Objective Effective B-cell depletion using the anti-CD20 monoclonal antibody rituximab is a cornerstone in the therapeutic concept of multiple autoimmune diseases. B-cell depletion is associated with a higher risk for severe infections and the timespan of B-cell repopulation differs greatly between individuals. Data on factors influencing B-cell repopulation kinetics are limited. This study aims to identify patient-specific and therapy-associated covariates that modulate B-cell repopulation. Methods This single-center retrospective observational study presents data of 839 subjects receiving 2,017 courses of anti-CD20 antibody rituximab for auto-immune disease. Assessed covariates are patient-specific factors (sex, age, kidney function and underlying disease) and co-immunosuppression with common agents (azathioprine, cyclosporine A, cyclophosphamide, hydroxychloroquine, methotrexate, mycophenolate mofetil, tacrolimus and corticosteroids). The primary endpoint is the time to B-cell repopulation (CD19+ cells = 5/µl). The secondary endpoint is the time to B-cell reconstitution (CD19+ cells = 50/µl). Multivariate time-to-event analysis and logistic regression models were applied to estimate the influence of covariates. Results Age > 60 years (HR 0.71 for repopulation, P = 0.008), impaired kidney function (HR 0.72, P = 0.001), AAV (HR 0.61, P < 0.001), solid organ transplantation (HR 0.4, P < 0.001), and co-immunosuppression with corticosteroids (HR 0.64, P < 0.001) or azathioprine (HR 0.49, P < 0.001) were associated with impaired B-cell repopulation and reconstitution. The effects of corticosteroids (P = 0.043) and azathioprine (P = 0.025) were dose-dependent. Conclusion Prolonged rituximab dosing intervals may be effective to achieve B-cell depletion and reduce risk of infection in advanced age or patients with impaired kidney function.

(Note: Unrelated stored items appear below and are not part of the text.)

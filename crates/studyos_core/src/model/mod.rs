//! Storage-facing data model.
//!
//! # Responsibility
//! - Define the closed collection registry.
//! - Define the opaque record contract shared by every collection.
//!
//! # Invariants
//! - Records are identified by a string `id`, unique per collection.
//! - Entity attributes are never interpreted by the store.

pub mod collection;
pub mod record;
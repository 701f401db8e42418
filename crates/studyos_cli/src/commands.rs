//! Command definitions and dispatch.
//!
//! # Invariants
//! - Every command goes through one `LocalStore`; nothing touches SQL here.
//! - Failures come back as one-line messages; the binary maps them to a
//!   non-zero exit code.

use clap::{Args, Parser, Subcommand};
use log::info;
use serde_json::Value;
use std::io::Write;
use std::path::{Path, PathBuf};
use studyos_core::{
    core_version, init_logging_from_config, new_record_id, Collection, ImportPolicy, ImportReport,
    LocalStore, StoreConfig, StoreError,
};

const BACKUP_FILE_PREFIX: &str = "productivity-backup";
const STDOUT_MARKER: &str = "-";

#[derive(Debug, Parser)]
#[command(name = "studyos", version, about = "Manage the local productivity store")]
pub struct Cli {
    #[command(flatten)]
    pub global: GlobalArgs,
    #[command(subcommand)]
    pub command: Command,
}

#[derive(Debug, Args)]
pub struct GlobalArgs {
    /// Database file (overrides STUDYOS_DB_PATH / STUDYOS_DATA_DIR).
    #[arg(long, global = true)]
    pub db: Option<PathBuf>,
    /// Rolling log directory (overrides STUDYOS_LOG_DIR).
    #[arg(long, global = true)]
    pub log_dir: Option<PathBuf>,
    /// Log level (overrides STUDYOS_LOG_LEVEL).
    #[arg(long, global = true)]
    pub log_level: Option<String>,
}

#[derive(Debug, Subcommand)]
pub enum Command {
    /// Create the database and its collections if missing.
    Init,
    /// Print record counts per collection.
    Stats,
    /// Print every record of a collection as a JSON array.
    List { collection: Collection },
    /// Print one record.
    Get { collection: Collection, id: String },
    /// Insert a new record given as a JSON object.
    Add {
        collection: Collection,
        record: String,
        /// Assign a fresh id when the record has none.
        #[arg(long)]
        generate_id: bool,
    },
    /// Insert or fully replace a record given as a JSON object.
    Update { collection: Collection, record: String },
    /// Delete one record; missing ids are fine.
    Delete { collection: Collection, id: String },
    /// Delete every record of a collection.
    Clear {
        collection: Collection,
        /// Required confirmation for the destructive reset.
        #[arg(long)]
        yes: bool,
    },
    /// Write a backup of every collection.
    Export {
        /// Target file, `-` for stdout. Defaults to a dated file name.
        #[arg(long, short)]
        output: Option<PathBuf>,
    },
    /// Restore records from a backup file.
    Import {
        file: PathBuf,
        /// skip | overwrite | fail-fast
        #[arg(long, default_value_t = ImportPolicy::SkipExisting)]
        policy: ImportPolicy,
    },
    /// Read or write small local values.
    #[command(subcommand)]
    Local(LocalCommand),
    /// Print the core version.
    Version,
}

#[derive(Debug, Subcommand)]
pub enum LocalCommand {
    Get { key: String },
    /// Store a JSON value; plain text is stored as a string.
    Set { key: String, value: String },
    Remove { key: String },
}

/// Runs one parsed command, writing user output to `out`.
pub fn run(cli: Cli, out: &mut dyn Write) -> Result<(), String> {
    let config = resolve_config(&cli.global);
    if let Err(err) = init_logging_from_config(&config) {
        eprintln!("warning: file logging disabled: {err}");
    }

    let store = LocalStore::from_config(&config);
    info!("event=cli_command module=cli status=start command={}", command_name(&cli.command));
    execute(&store, cli.command, out).map_err(|err| describe(&err))
}

fn resolve_config(global: &GlobalArgs) -> StoreConfig {
    let mut config = StoreConfig::from_env();
    if let Some(db) = &global.db {
        config = config.with_db_path(db);
    }
    if let Some(log_dir) = &global.log_dir {
        config.log_dir = Some(log_dir.clone());
    }
    if let Some(level) = &global.log_level {
        config.log_level = level.clone();
    }
    config
}

#[derive(Debug)]
enum CommandError {
    Store(StoreError),
    Usage(String),
    Io(String),
}

impl From<StoreError> for CommandError {
    fn from(value: StoreError) -> Self {
        Self::Store(value)
    }
}

fn describe(err: &CommandError) -> String {
    match err {
        CommandError::Store(StoreError::StoreUnavailable(inner)) => {
            format!("data unavailable: {inner}")
        }
        CommandError::Store(StoreError::InvalidBackup(inner)) => {
            format!("restore failed, file invalid: {inner}")
        }
        CommandError::Store(other) => other.to_string(),
        CommandError::Usage(message) | CommandError::Io(message) => message.clone(),
    }
}

fn execute(store: &LocalStore, command: Command, out: &mut dyn Write) -> Result<(), CommandError> {
    match command {
        Command::Init => {
            store.init()?;
            let location = store
                .db_path()
                .map_or_else(|| "memory".to_string(), |path| path.display().to_string());
            emit(out, &format!("store ready at {location}"))
        }
        Command::Stats => {
            for collection in Collection::ALL {
                let count = store.count(collection)?;
                emit(out, &format!("{:<14} {count}", collection.name()))?;
            }
            Ok(())
        }
        Command::List { collection } => {
            let records: Vec<Value> = store.get_all(collection)?;
            emit_json(out, &Value::Array(records))
        }
        Command::Get { collection, id } => match store.get::<Value>(collection, &id)? {
            Some(record) => emit_json(out, &record),
            None => Err(CommandError::Usage(format!(
                "no record `{id}` in `{collection}`"
            ))),
        },
        Command::Add {
            collection,
            record,
            generate_id,
        } => {
            let mut record = parse_record(&record)?;
            if generate_id {
                ensure_id(&mut record)?;
            }
            store.add(collection, &record)?;
            emit(out, &format!("added `{}` to {collection}", display_id(&record)))
        }
        Command::Update { collection, record } => {
            let record = parse_record(&record)?;
            store.update(collection, &record)?;
            emit(out, &format!("saved `{}` in {collection}", display_id(&record)))
        }
        Command::Delete { collection, id } => {
            store.delete(collection, &id)?;
            emit(out, &format!("deleted `{id}` from {collection}"))
        }
        Command::Clear { collection, yes } => {
            if !yes {
                return Err(CommandError::Usage(format!(
                    "refusing to clear `{collection}` without --yes"
                )));
            }
            store.clear(collection)?;
            emit(out, &format!("cleared {collection}"))
        }
        Command::Export { output } => {
            let backup = store.export_all()?;
            let target = output.unwrap_or_else(default_backup_path);
            if target.as_os_str() == STDOUT_MARKER {
                return emit(out, &backup);
            }
            write_file(&target, &backup)?;
            emit(out, &format!("backup written to {}", target.display()))
        }
        Command::Import { file, policy } => {
            let backup = std::fs::read_to_string(&file).map_err(|err| {
                CommandError::Io(format!("cannot read `{}`: {err}", file.display()))
            })?;
            let report = store.import_with_policy(&backup, policy)?;
            emit(out, &summarize_import(&report))
        }
        Command::Local(LocalCommand::Get { key }) => match store.get_local::<Value>(&key)? {
            Some(value) => emit_json(out, &value),
            None => emit(out, "null"),
        },
        Command::Local(LocalCommand::Set { key, value }) => {
            let value = serde_json::from_str::<Value>(&value).unwrap_or(Value::String(value));
            store.set_local(&key, &value)?;
            emit(out, &format!("stored `{key}`"))
        }
        Command::Local(LocalCommand::Remove { key }) => {
            store.remove_local(&key)?;
            emit(out, &format!("removed `{key}`"))
        }
        Command::Version => emit(out, &format!("studyos_core {}", core_version())),
    }
}

fn command_name(command: &Command) -> &'static str {
    match command {
        Command::Init => "init",
        Command::Stats => "stats",
        Command::List { .. } => "list",
        Command::Get { .. } => "get",
        Command::Add { .. } => "add",
        Command::Update { .. } => "update",
        Command::Delete { .. } => "delete",
        Command::Clear { .. } => "clear",
        Command::Export { .. } => "export",
        Command::Import { .. } => "import",
        Command::Local(_) => "local",
        Command::Version => "version",
    }
}

fn parse_record(raw: &str) -> Result<Value, CommandError> {
    serde_json::from_str(raw)
        .map_err(|err| CommandError::Usage(format!("record is not valid JSON: {err}")))
}

fn ensure_id(record: &mut Value) -> Result<(), CommandError> {
    let object = record
        .as_object_mut()
        .ok_or_else(|| CommandError::Usage("record must be a JSON object".to_string()))?;
    object
        .entry("id")
        .or_insert_with(|| Value::String(new_record_id()));
    Ok(())
}

fn display_id(record: &Value) -> &str {
    record.get("id").and_then(Value::as_str).unwrap_or_default()
}

fn default_backup_path() -> PathBuf {
    let date = chrono::Local::now().format("%Y-%m-%d");
    PathBuf::from(format!("{BACKUP_FILE_PREFIX}-{date}.json"))
}

fn write_file(path: &Path, contents: &str) -> Result<(), CommandError> {
    std::fs::write(path, contents)
        .map_err(|err| CommandError::Io(format!("cannot write `{}`: {err}", path.display())))
}

fn summarize_import(report: &ImportReport) -> String {
    let mut summary = format!(
        "imported {} new, {} replaced, {} skipped",
        report.total_inserted(),
        report.total_replaced(),
        report.skipped.len()
    );
    for skipped in &report.skipped {
        summary.push_str(&format!("\n  skipped {}/{}", skipped.collection, skipped.id));
    }
    summary
}

fn emit(out: &mut dyn Write, line: &str) -> Result<(), CommandError> {
    writeln!(out, "{line}").map_err(|err| CommandError::Io(format!("cannot write output: {err}")))
}

fn emit_json(out: &mut dyn Write, value: &Value) -> Result<(), CommandError> {
    let rendered = serde_json::to_string_pretty(value)
        .map_err(|err| CommandError::Io(format!("cannot render JSON: {err}")))?;
    emit(out, &rendered)
}

#[cfg(test)]
mod tests {
    use super::{run, Cli};
    use clap::Parser;
    use serde_json::{json, Value};
    use std::path::Path;

    fn run_args(db: &Path, args: &[&str]) -> Result<String, String> {
        let db = db.to_str().expect("utf-8 temp path");
        let mut argv = vec!["studyos", "--db", db];
        argv.extend_from_slice(args);
        let cli = Cli::try_parse_from(argv).map_err(|err| err.to_string())?;
        let mut out = Vec::new();
        run(cli, &mut out)?;
        Ok(String::from_utf8(out).expect("utf-8 output"))
    }

    #[test]
    fn add_then_list_shows_record() {
        let dir = tempfile::tempdir().unwrap();
        let db = dir.path().join("cli.sqlite3");

        run_args(&db, &["add", "tasks", r#"{"id":"t1","title":"Write report"}"#]).unwrap();
        let listed: Value =
            serde_json::from_str(&run_args(&db, &["list", "tasks"]).unwrap()).unwrap();

        assert_eq!(listed, json!([{"id": "t1", "title": "Write report"}]));
    }

    #[test]
    fn add_with_generate_id_assigns_one() {
        let dir = tempfile::tempdir().unwrap();
        let db = dir.path().join("cli.sqlite3");

        run_args(&db, &["add", "notes", r#"{"body":"idea"}"#, "--generate-id"]).unwrap();
        let listed: Value =
            serde_json::from_str(&run_args(&db, &["list", "notes"]).unwrap()).unwrap();

        let id = listed[0]["id"].as_str().expect("generated id");
        assert!(!id.is_empty());
    }

    #[test]
    fn duplicate_add_reports_error() {
        let dir = tempfile::tempdir().unwrap();
        let db = dir.path().join("cli.sqlite3");

        run_args(&db, &["add", "habits", r#"{"id":"h1"}"#]).unwrap();
        let err = run_args(&db, &["add", "habits", r#"{"id":"h1"}"#]).unwrap_err();
        assert!(err.contains("already exists"));
    }

    #[test]
    fn unknown_collection_is_rejected_by_parser() {
        let dir = tempfile::tempdir().unwrap();
        let err = run_args(&dir.path().join("cli.sqlite3"), &["list", "projects"]).unwrap_err();
        assert!(err.contains("projects"));
    }

    #[test]
    fn clear_requires_confirmation() {
        let dir = tempfile::tempdir().unwrap();
        let db = dir.path().join("cli.sqlite3");
        run_args(&db, &["add", "goals", r#"{"id":"g1"}"#]).unwrap();

        assert!(run_args(&db, &["clear", "goals"]).is_err());
        run_args(&db, &["clear", "goals", "--yes"]).unwrap();
        assert!(run_args(&db, &["stats"]).unwrap().contains("goals          0"));
    }

    #[test]
    fn export_and_import_between_databases() {
        let dir = tempfile::tempdir().unwrap();
        let source = dir.path().join("source.sqlite3");
        let target = dir.path().join("target.sqlite3");
        let backup = dir.path().join("backup.json");
        let backup_arg = backup.to_str().unwrap();

        run_args(&source, &["add", "journal", r#"{"id":"j1","text":"calm"}"#]).unwrap();
        run_args(&source, &["export", "--output", backup_arg]).unwrap();
        let summary = run_args(&target, &["import", backup_arg]).unwrap();
        assert!(summary.starts_with("imported 1 new"));

        let again = run_args(&target, &["import", backup_arg]).unwrap();
        assert!(again.contains("1 skipped"));
        assert!(again.contains("skipped journal/j1"));
    }

    #[test]
    fn invalid_backup_message_is_actionable() {
        let dir = tempfile::tempdir().unwrap();
        let backup = dir.path().join("broken.json");
        std::fs::write(&backup, "{ nope").unwrap();

        let err = run_args(
            &dir.path().join("cli.sqlite3"),
            &["import", backup.to_str().unwrap()],
        )
        .unwrap_err();
        assert!(err.starts_with("restore failed, file invalid"));
    }

    #[test]
    fn local_values_round_trip() {
        let dir = tempfile::tempdir().unwrap();
        let db = dir.path().join("cli.sqlite3");

        run_args(&db, &["local", "set", "quickNote", "call mom"]).unwrap();
        assert_eq!(run_args(&db, &["local", "get", "quickNote"]).unwrap().trim(), "\"call mom\"");

        run_args(&db, &["local", "remove", "quickNote"]).unwrap();
        assert_eq!(run_args(&db, &["local", "get", "quickNote"]).unwrap().trim(), "null");
    }
}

Co-medication with corticosteroids or azathioprine prolongs B-cell recovery, which may increase therapeutic effects, but also the rate of adverse events.

Detailed Description

Not available

Study Timeline

• Study Start: 2022-09-01
• Study Completion: 2023-05-01
• Results First Posted: 2023-06-05
• Last Update Posted: 19 August 2024

Recruitment & Eligibility

• Status: Complete
• Sex: All
• Target Recruitment: 839

Inclusion Criteria

Non-oncological patients receiving Rituximab therapy.

Exclusion Criteria

Age < 18 years

Study & Design

• Study Type: observational
• Study Design: Not specified

Primary Outcome Measures

Name	Time	Method
Time to repopulation of CD19-positive B-lymphocytes (cut-off: = 10 cells/µl), in patient groups stratified by Rituximab dose, Rituximab cycle, age, sex, weight, kidney function, underlying disease, immunosuppressiove co-medication.

Secondary Outcome Measures

Name	Time	Method
Time to reconstitution of CD19-positive B-lymphocytes (cut-off: = 50 cells/µl), in patient groups stratified by Rituximab dose, Rituximab cycle, age, sex, weight, kidney function, underlying disease, immunosuppressiove co-medication.